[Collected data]
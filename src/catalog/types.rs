use crate::error::PatchError;
use crate::gpu::{DEVICE_IDENTITY, GpuIdentity};
use crate::rules::{Category, PatchRule, Profile, RuleSet};
use serde::Deserialize;

/// Top-level rule catalog document.
#[derive(Debug, Clone, Deserialize)]
#[serde(rename_all = "kebab-case")]
pub struct Catalog {
	/// Profile used when none is requested.
	pub default_profile: String,

	/// Profile used when the requested one is unknown.
	pub fallback_profile: String,

	/// GPU preset used when none is requested.
	pub default_gpu: String,

	/// Adapter identities to choose from.
	#[serde(default)]
	pub gpus: Vec<GpuIdentity>,

	/// Capability categories, in definition order.
	/// The device-identity category is generated from the selected GPU and
	/// must not be listed here.
	#[serde(default)]
	pub categories: Vec<CategoryDef>,

	/// Profiles composing categories.
	#[serde(default)]
	pub profiles: Vec<ProfileDef>,
}

/// A category as written in the catalog.
#[derive(Debug, Clone, Default, Deserialize)]
#[serde(rename_all = "kebab-case")]
pub struct CategoryDef {
	pub name: String,

	#[serde(default)]
	pub description: String,

	#[serde(default)]
	pub rules: Vec<RuleDef>,
}

/// A profile as written in the catalog.
#[derive(Debug, Clone, Default, Deserialize)]
#[serde(rename_all = "kebab-case")]
pub struct ProfileDef {
	pub name: String,

	#[serde(default)]
	pub description: String,

	/// Category names, concatenated in this order.
	#[serde(default)]
	pub categories: Vec<String>,
}

/// A rule as written in the catalog.
///
/// Either `assign` + `value` (a `name = value;` rewrite) or
/// `pattern` + `replacement` (a raw regex rewrite).
#[derive(Debug, Clone, Default, Deserialize)]
#[serde(rename_all = "snake_case")]
pub struct RuleDef {
	/// Identifier, unique across the catalog.
	pub id: String,

	/// Variable whose assigned value is rewritten.
	pub assign: Option<String>,

	/// New value for `assign`, without the trailing `;`.
	pub value: Option<String>,

	/// Raw regex (mutually exclusive with `assign`).
	pub pattern: Option<String>,

	/// Replacement template for `pattern`.
	pub replacement: Option<String>,
}

impl RuleDef {
	/// Validate the definition and turn it into a [`PatchRule`].
	pub fn to_rule(&self) -> Result<PatchRule, PatchError> {
		match (&self.assign, &self.pattern) {
			(Some(_), Some(_)) => Err(PatchError::MutuallyExclusive {
				id: self.id.clone(),
				option1: "assign".to_string(),
				option2: "pattern".to_string(),
			}),
			(Some(variable), None) => match &self.value {
				Some(value) if self.replacement.is_none() => {
					Ok(PatchRule::assignment(&self.id, variable, value))
				}
				Some(_) => Err(PatchError::MutuallyExclusive {
					id: self.id.clone(),
					option1: "value".to_string(),
					option2: "replacement".to_string(),
				}),
				None => Err(PatchError::IncompleteRule {
					id: self.id.clone(),
				}),
			},
			(None, Some(pattern)) => match &self.replacement {
				Some(replacement) if self.value.is_none() => {
					Ok(PatchRule::new(&self.id, pattern, replacement))
				}
				Some(_) => Err(PatchError::MutuallyExclusive {
					id: self.id.clone(),
					option1: "value".to_string(),
					option2: "replacement".to_string(),
				}),
				None => Err(PatchError::IncompleteRule {
					id: self.id.clone(),
				}),
			},
			(None, None) => Err(PatchError::IncompleteRule {
				id: self.id.clone(),
			}),
		}
	}
}

impl Catalog {
	/// Validate every rule definition and the preset table.
	///
	/// Profile and category cross-references are checked when the rule set
	/// is built, see [`crate::rules::RuleSet::new`].
	pub fn validate(&self) -> Result<(), PatchError> {
		for category in &self.categories {
			if category.name == DEVICE_IDENTITY {
				return Err(PatchError::Duplicate {
					kind: "category",
					name: category.name.clone(),
				});
			}
			for rule in &category.rules {
				rule.to_rule()?;
			}
		}

		for (i, gpu) in self.gpus.iter().enumerate() {
			if self.gpus[..i].iter().any(|other| other.name == gpu.name) {
				return Err(PatchError::Duplicate {
					kind: "GPU preset",
					name: gpu.name.clone(),
				});
			}
		}

		self.gpu(None).map(|_| ())
	}

	/// Look up a GPU preset, or the default one when `name` is `None`.
	pub fn gpu(&self, name: Option<&str>) -> Result<&GpuIdentity, PatchError> {
		let name = name.unwrap_or(self.default_gpu.as_str());
		self.gpus
			.iter()
			.find(|gpu| gpu.name == name)
			.ok_or_else(|| PatchError::UnknownGpuPreset {
				name: name.to_string(),
			})
	}

	/// Build the compiled rule set for the given adapter.
	///
	/// The generated device-identity category comes first, followed by the
	/// catalog categories in definition order.
	pub fn rule_set(&self, gpu: &GpuIdentity) -> Result<RuleSet, PatchError> {
		let mut categories = vec![gpu.category()];
		for def in &self.categories {
			let rules = def
				.rules
				.iter()
				.map(RuleDef::to_rule)
				.collect::<Result<Vec<_>, _>>()?;
			categories.push(Category::new(&def.name, &def.description, rules));
		}

		let profiles = self
			.profiles
			.iter()
			.map(|def| Profile::new(&def.name, &def.categories))
			.collect();

		RuleSet::new(
			categories,
			profiles,
			&self.default_profile,
			&self.fallback_profile,
		)
	}
}
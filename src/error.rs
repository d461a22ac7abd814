use std::path::PathBuf;

/// Library-level structured errors for cappatch.
///
/// Use `thiserror` for structured errors that library consumers can match on.
/// The CLI binary wraps these with `anyhow` for rich context chains.
#[derive(Debug, thiserror::Error)]
pub enum PatchError {
	#[error("Failed to parse rule catalog: {origin}")]
	CatalogParseError {
		origin: String,
		#[source]
		source: toml::de::Error,
	},

	#[error("Invalid regex pattern in rule {id}: {pattern}")]
	InvalidRegex {
		id: String,
		pattern: String,
		#[source]
		source: regex::Error,
	},

	#[error("Mutually exclusive options in rule {id}: {option1} and {option2}")]
	MutuallyExclusive {
		id: String,
		option1: String,
		option2: String,
	},

	#[error("Rule {id} needs either assign/value or pattern/replacement")]
	IncompleteRule { id: String },

	#[error("Duplicate {kind} in rule catalog: {name}")]
	Duplicate { kind: &'static str, name: String },

	#[error("Profile {profile} references unknown category: {category}")]
	UnknownCategory { profile: String, category: String },

	#[error("Profile not defined in rule catalog: {name}")]
	UnknownProfile { name: String },

	#[error("Unknown GPU preset: {name}")]
	UnknownGpuPreset { name: String },

	#[error("Profile {name} resolves to no rules")]
	NoRules { name: String },

	#[error("Search root is not accessible: {path}")]
	RootInaccessible {
		path: PathBuf,
		#[source]
		source: std::io::Error,
	},

	#[error("Failed to read file: {path}")]
	ReadError {
		path: PathBuf,
		#[source]
		source: std::io::Error,
	},

	#[error("Failed to write file: {path}")]
	WriteError {
		path: PathBuf,
		#[source]
		source: std::io::Error,
	},
}

/// Result type alias using PatchError.
pub type Result<T> = std::result::Result<T, PatchError>;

▶ [What to do] Which of the lines in the data hold the string "Duplicate"? Report each of them by copying it.

▶ [Answer box]
				return Err(PatchError::Duplicate {
				return Err(PatchError::Duplicate {
	#[error("Duplicate {kind} in rule catalog: {name}")]
	Duplicate { kind: &'static str, name: String },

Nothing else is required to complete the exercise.